There’s been data flying back and forth.
Every university has a “model.” Every health official. Everybody on Twitter who in their spare time became a pandemic expert.
Let’s look at some of the models out there.
The below model was considered by many to be the standard. Six days ago it projected that in New York there would be 50,000 hospitalizations by April 1 (see below graphic).
Instead, there are 12,000. It was off by a factor of four in only six days. I can understand a bunch of PhDs being off by 10–20% in six days but there are 1/4 the number of hospitalizations they projected. What went wrong?
I hope “What went wrong?” is a question a lot of people ask when this is over. What went wrong with not only U.S. preparation but the entire Western world? What went wrong with the CDC, which was aware in 2005 that chloroquine could be a possible remedy for SARS and other coronaviruses?
But most of all, what went wrong with almost EVERY single model that predicted exponential growth and millions and millions of deaths by now? Imperial College, Harvard, University of Washington, The New York Times, on and on and on.
The answer is straightforward. They all assumed exponential growth. They used sixth grade math to make predictions rather than take into account that this virus, like every virus in world history, does not have exponential growth. Something only has exponential growth when there are no boundaries. Eventually, if there are boundaries, then the growth stops being exponential, starts to flatten, and then starts to go down.
What are the boundaries to this virus? Population, demographics, immune populations, the amount of exposure different groups have to the virus, possible mutations, possible weather effects, we don’t really know.
There’s one paper I found that takes all of this into account. It looks at each country, and even each state, where the virus hit. It looks at how many times the virus doubled (i.e., how long was it still exponential?)… and then how long it took for the “second derivative” to go negative (i.e., how long it took before the acceleration of the virus’s growth started to go down, even though new cases/deaths were still rising)… and then how long it took for the virus to get under control (i.e., the number of cases/deaths started going down to the point where they quickly became negligible.)
The paper is by Gerard Tellis of USC, and is titled: “How Long Will Social Distancing Last?”
He looks at the ONLY important math: How many doubles does the virus make?
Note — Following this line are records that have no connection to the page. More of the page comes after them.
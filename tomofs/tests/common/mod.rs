#![allow(dead_code)]

use std::sync::atomic::{AtomicBool, AtomicUsize, Ordering};
use std::sync::{Arc, Condvar, Mutex};

use tomofs::{BLOCK_SIZE, BlockDevice, Clock, DeviceError, TomoFileSystem, Timestamp};

pub fn init_logger() {
    let _ = env_logger::builder().is_test(true).try_init();
}

/// A device kept entirely in memory.
pub struct RamDisk {
    data: Mutex<Vec<u8>>,
    num_blocks: usize,
    writes: AtomicUsize,
}

impl RamDisk {
    pub fn new(num_blocks: usize) -> Self {
        Self {
            data: Mutex::new(vec![0; num_blocks * BLOCK_SIZE]),
            num_blocks,
            writes: AtomicUsize::new(0),
        }
    }

    /// Copy of the whole device.
    pub fn snapshot(&self) -> Vec<u8> {
        self.data.lock().unwrap().clone()
    }

    pub fn block(&self, block_id: usize) -> Vec<u8> {
        let start = block_id * BLOCK_SIZE;
        self.data.lock().unwrap()[start..start + BLOCK_SIZE].to_vec()
    }

    /// Overwrites bytes at `offset` inside block `block_id`, bypassing the
    /// write counter.
    pub fn patch(&self, block_id: usize, offset: usize, bytes: &[u8]) {
        let start = block_id * BLOCK_SIZE + offset;
        self.data.lock().unwrap()[start..start + bytes.len()].copy_from_slice(bytes);
    }

    /// Block writes seen so far.
    pub fn writes(&self) -> usize {
        self.writes.load(Ordering::SeqCst)
    }
}

impl BlockDevice for RamDisk {
    fn read_block(&self, block_id: usize, buf: &mut [u8]) -> Result<(), DeviceError> {
        if block_id >= self.num_blocks {
            return Err(DeviceError::OutOfRange);
        }
        if buf.len() != BLOCK_SIZE {
            return Err(DeviceError::ShortTransfer);
        }
        let start = block_id * BLOCK_SIZE;
        buf.copy_from_slice(&self.data.lock().unwrap()[start..start + BLOCK_SIZE]);
        Ok(())
    }

    fn write_block(&self, block_id: usize, buf: &[u8]) -> Result<(), DeviceError> {
        if block_id >= self.num_blocks {
            return Err(DeviceError::OutOfRange);
        }
        if buf.len() != BLOCK_SIZE {
            return Err(DeviceError::ShortTransfer);
        }
        let start = block_id * BLOCK_SIZE;
        self.data.lock().unwrap()[start..start + BLOCK_SIZE].copy_from_slice(buf);
        self.writes.fetch_add(1, Ordering::SeqCst);
        Ok(())
    }

    fn num_blocks(&self) -> usize {
        self.num_blocks
    }
}

/// A [`RamDisk`] whose writes can be held back, to keep an operation parked
/// while it owns the filesystem locks.
pub struct GatedDisk {
    inner: RamDisk,
    closed: Mutex<bool>,
    opened: Condvar,
    parked: AtomicBool,
}

impl GatedDisk {
    pub fn new(num_blocks: usize) -> Self {
        Self {
            inner: RamDisk::new(num_blocks),
            closed: Mutex::new(false),
            opened: Condvar::new(),
            parked: AtomicBool::new(false),
        }
    }

    pub fn close(&self) {
        *self.closed.lock().unwrap() = true;
    }

    pub fn open(&self) {
        *self.closed.lock().unwrap() = false;
        self.opened.notify_all();
    }

    /// Whether some writer has hit the closed gate.
    pub fn has_parked_writer(&self) -> bool {
        self.parked.load(Ordering::SeqCst)
    }
}

impl BlockDevice for GatedDisk {
    fn read_block(&self, block_id: usize, buf: &mut [u8]) -> Result<(), DeviceError> {
        self.inner.read_block(block_id, buf)
    }

    fn write_block(&self, block_id: usize, buf: &[u8]) -> Result<(), DeviceError> {
        let mut closed = self.closed.lock().unwrap();
        while *closed {
            self.parked.store(true, Ordering::SeqCst);
            closed = self.opened.wait(closed).unwrap();
        }
        drop(closed);
        self.inner.write_block(block_id, buf)
    }

    fn num_blocks(&self) -> usize {
        self.inner.num_blocks()
    }
}

/// A [`RamDisk`] that can be told to fail every write to one block.
pub struct FaultyDisk {
    inner: RamDisk,
    failing: AtomicUsize,
}

impl FaultyDisk {
    const HEALTHY: usize = usize::MAX;

    pub fn new(num_blocks: usize) -> Self {
        Self {
            inner: RamDisk::new(num_blocks),
            failing: AtomicUsize::new(Self::HEALTHY),
        }
    }

    pub fn fail_writes_to(&self, block_id: u64) {
        self.failing.store(block_id as usize, Ordering::SeqCst);
    }

    pub fn heal(&self) {
        self.failing.store(Self::HEALTHY, Ordering::SeqCst);
    }

    pub fn block(&self, block_id: usize) -> Vec<u8> {
        self.inner.block(block_id)
    }
}

impl BlockDevice for FaultyDisk {
    fn read_block(&self, block_id: usize, buf: &mut [u8]) -> Result<(), DeviceError> {
        self.inner.read_block(block_id, buf)
    }

    fn write_block(&self, block_id: usize, buf: &[u8]) -> Result<(), DeviceError> {
        if block_id == self.failing.load(Ordering::SeqCst) {
            return Err(DeviceError::Io);
        }
        self.inner.write_block(block_id, buf)
    }

    fn num_blocks(&self) -> usize {
        self.inner.num_blocks()
    }
}

/// Always reports the same instant.
pub struct FixedClock(pub Timestamp);

impl Clock for FixedClock {
    fn now(&self) -> Timestamp {
        self.0
    }
}

/// A freshly formatted RAM disk of `num_blocks` blocks.
pub fn formatted(num_blocks: usize) -> (Arc<RamDisk>, TomoFileSystem) {
    init_logger();
    let disk = Arc::new(RamDisk::new(num_blocks));
    let fs = TomoFileSystem::format(disk.clone(), Arc::new(FixedClock(0))).unwrap();
    (disk, fs)
}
And when does the growth rate (the second derivative of the growth in cases/deaths) start to go negative?
This is what you need to know to determine the peak of the virus and when it will end. No other paper that I have looked at has done this. In part because, until now, the data wasn’t there. It was possible to make a guess based on China, South Korea, Singapore, Taiwan, Sweden, and even Italy and now Spain. But guesswork is not good enough for an academic paper.
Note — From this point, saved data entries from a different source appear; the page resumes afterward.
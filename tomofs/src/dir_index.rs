//! # 目录索引
//!
//! 每个目录恰好拥有一个数据块。子项以 [`DirEntry`] 记录的形式
//! 按插入顺序从第 0 字节起紧密排列，目录索引节点的 `child_count`
//! 表明其中有几条有效：超出部分即使看起来像记录，也是垃圾数据。
//!
//! 记录从不删除也不重排，因此块内的字节偏移在目录的整个生命周期中
//! 都是稳定的枚举游标。

use alloc::vec::Vec;

use block_dev::BlockDevice;

use crate::block::Block;
use crate::inode_table::InodeTable;
use crate::layout::{DirEntry, Inode, InodeKind, InodeNumber, validate_name};
use crate::{Error, MAX_DIR_ENTRIES, Result};

#[derive(Debug, Default)]
pub struct DirIndex;

impl DirIndex {
    /// Records one directory block holds
    pub const CAPACITY: usize = MAX_DIR_ENTRIES;

    /// Appends `(name, child)` to `parent` and saves `parent` with its new
    /// child count.
    ///
    /// Duplicate names are not rejected. A full directory fails with
    /// [`Error::DirectoryFull`] before anything is written.
    pub fn append(
        &mut self,
        block_device: &dyn BlockDevice,
        inode_table: &mut InodeTable,
        parent: &mut Inode,
        name: &str,
        child: InodeNumber,
    ) -> Result<()> {
        let child_count = Self::valid_records(parent)?;
        if child_count >= Self::CAPACITY {
            log::warn!("directory {} is full", parent.ino);
            return Err(Error::DirectoryFull);
        }
        let entry = DirEntry::new(name, child)?;

        let mut block = Block::read(block_device, parent.data_block)?;
        block.put(child_count * DirEntry::SIZE, &entry)?;
        block.write(block_device)?;

        let mut updated = *parent;
        updated.kind = InodeKind::Directory {
            child_count: child_count as u64 + 1,
        };
        inode_table.save(block_device, &updated)?;
        *parent = updated;

        Ok(())
    }

    /// Inode number of the first record in `parent` named `name`.
    pub fn find(
        &self,
        block_device: &dyn BlockDevice,
        parent: &Inode,
        name: &str,
    ) -> Result<InodeNumber> {
        validate_name(name)?;
        let child_count = Self::valid_records(parent)?;
        let block = Block::read(block_device, parent.data_block)?;

        for index in 0..child_count {
            let entry: DirEntry = block.get(index * DirEntry::SIZE)?;
            if entry.matches(name) {
                return Ok(entry.inode());
            }
        }

        Err(Error::NotFound)
    }

    /// The record at byte offset `cursor` and the cursor of the one after it,
    /// or `None` once `cursor` is past the last valid record.
    pub fn enumerate(
        &self,
        block_device: &dyn BlockDevice,
        parent: &Inode,
        cursor: u64,
    ) -> Result<Option<(DirEntry, u64)>> {
        let child_count = Self::valid_records(parent)? as u64;
        let record_size = DirEntry::SIZE as u64;
        if cursor % record_size != 0 {
            return Err(Error::InvalidArgument);
        }
        if cursor / record_size >= child_count {
            return Ok(None);
        }

        let block = Block::read(block_device, parent.data_block)?;
        let entry = block.get(cursor as usize)?;
        Ok(Some((entry, cursor + record_size)))
    }

    /// Every valid record of `parent`, in storage order.
    pub fn entries(&self, block_device: &dyn BlockDevice, parent: &Inode) -> Result<Vec<DirEntry>> {
        let child_count = Self::valid_records(parent)?;
        let block = Block::read(block_device, parent.data_block)?;

        (0..child_count)
            .map(|index| block.get(index * DirEntry::SIZE))
            .collect()
    }
}

impl DirIndex {
    fn valid_records(parent: &Inode) -> Result<usize> {
        let child_count = parent.child_count().ok_or(Error::NotADirectory)?;
        if child_count > Self::CAPACITY as u64 {
            log::error!("directory {} claims {child_count} children", parent.ino);
            return Err(Error::corrupt(
                parent.data_block,
                "child count exceeds one block of records",
            ));
        }
        Ok(child_count as usize)
    }
}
Here is the main table to focus on.
The curve in every location basically remains the same. So based on prior curves, and based on the data so far in locations that are still “pending,” it can extrapolate and figure out roughly when a location will hit its peak and when the virus cases will start going down quickly.
In Spain, for instance, it forecast a peak yesterday.
Just eyeing the data…
You can maybe guess that Spain’s growth ended about a week ago but it’s still been volatile. The model predicts yesterday as the peak and April 14 the date the virus will be fully under control.
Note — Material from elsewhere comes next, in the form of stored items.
//! Host-side tooling for tomofs images: a file-backed block device, a wall
//! clock, and copying host files into a fresh image.

mod block_file;

use std::fs;
use std::io;
use std::path::Path;
use std::time::{SystemTime, UNIX_EPOCH};

use enumflags2::BitFlags;
use tomofs::{
    BLOCK_SIZE, CancelToken, Clock, FileType, InodeNumber, Permission, Timestamp, TomoFileSystem,
};

pub use self::block_file::BlockFile;

/// Seconds since the Unix epoch.
#[derive(Debug, Default, Clone, Copy)]
pub struct SystemClock;

impl Clock for SystemClock {
    fn now(&self) -> Timestamp {
        SystemTime::now()
            .duration_since(UNIX_EPOCH)
            .map_or(0, |elapsed| elapsed.as_secs())
    }
}

/// Copies the regular files of `source` into the root directory, in name
/// order, and returns what was created.
///
/// Files larger than one block and names that are not UTF-8 are skipped.
pub fn populate(
    fs: &TomoFileSystem,
    source: &Path,
    mode: BitFlags<Permission>,
) -> io::Result<Vec<(String, InodeNumber)>> {
    let cx = CancelToken::new();

    let mut entries = fs::read_dir(source)?.collect::<Result<Vec<_>, _>>()?;
    entries.sort_by_key(|entry| entry.file_name());

    let mut copied = Vec::new();
    for entry in entries {
        if !entry.file_type()?.is_file() {
            log::debug!("skipping {:?}: not a regular file", entry.path());
            continue;
        }
        let Ok(name) = entry.file_name().into_string() else {
            log::warn!("skipping {:?}: name is not UTF-8", entry.path());
            continue;
        };
        let data = fs::read(entry.path())?;
        if data.len() > BLOCK_SIZE {
            log::warn!("skipping {name:?}: {} bytes do not fit one block", data.len());
            continue;
        }

        let ino = fs
            .create_entry_with_mode(&cx, fs.root(), &name, FileType::File, mode)
            .map_err(io::Error::other)?;
        fs.write_at(&cx, ino, 0, &data).map_err(io::Error::other)?;

        log::info!("{name:?} -> inode {ino}, {} bytes", data.len());
        copied.push((name, ino));
    }

    Ok(copied)
}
In New York, it estimates April 5, with the virus fully under control around April 22. These are only estimates and can vary a little bit.
This is the first paper that seems to take into account the inevitable slowdown in exponential growth.
What does this all mean?
I hope it means that the government is able to take this seriously when the data fully reveals itself, and, as cases lessen, as fewer hospital beds are needed, as the country gets on the road to health recovery (even though there will still be cases), that a plan is put into place to fully reopen the economy.
The stimulus is going to be great. But the stimulus only works if the economy is OPEN. Else, you are giving electric shock to a patient who’s already dead. It’s useless. The economy needs to come to life.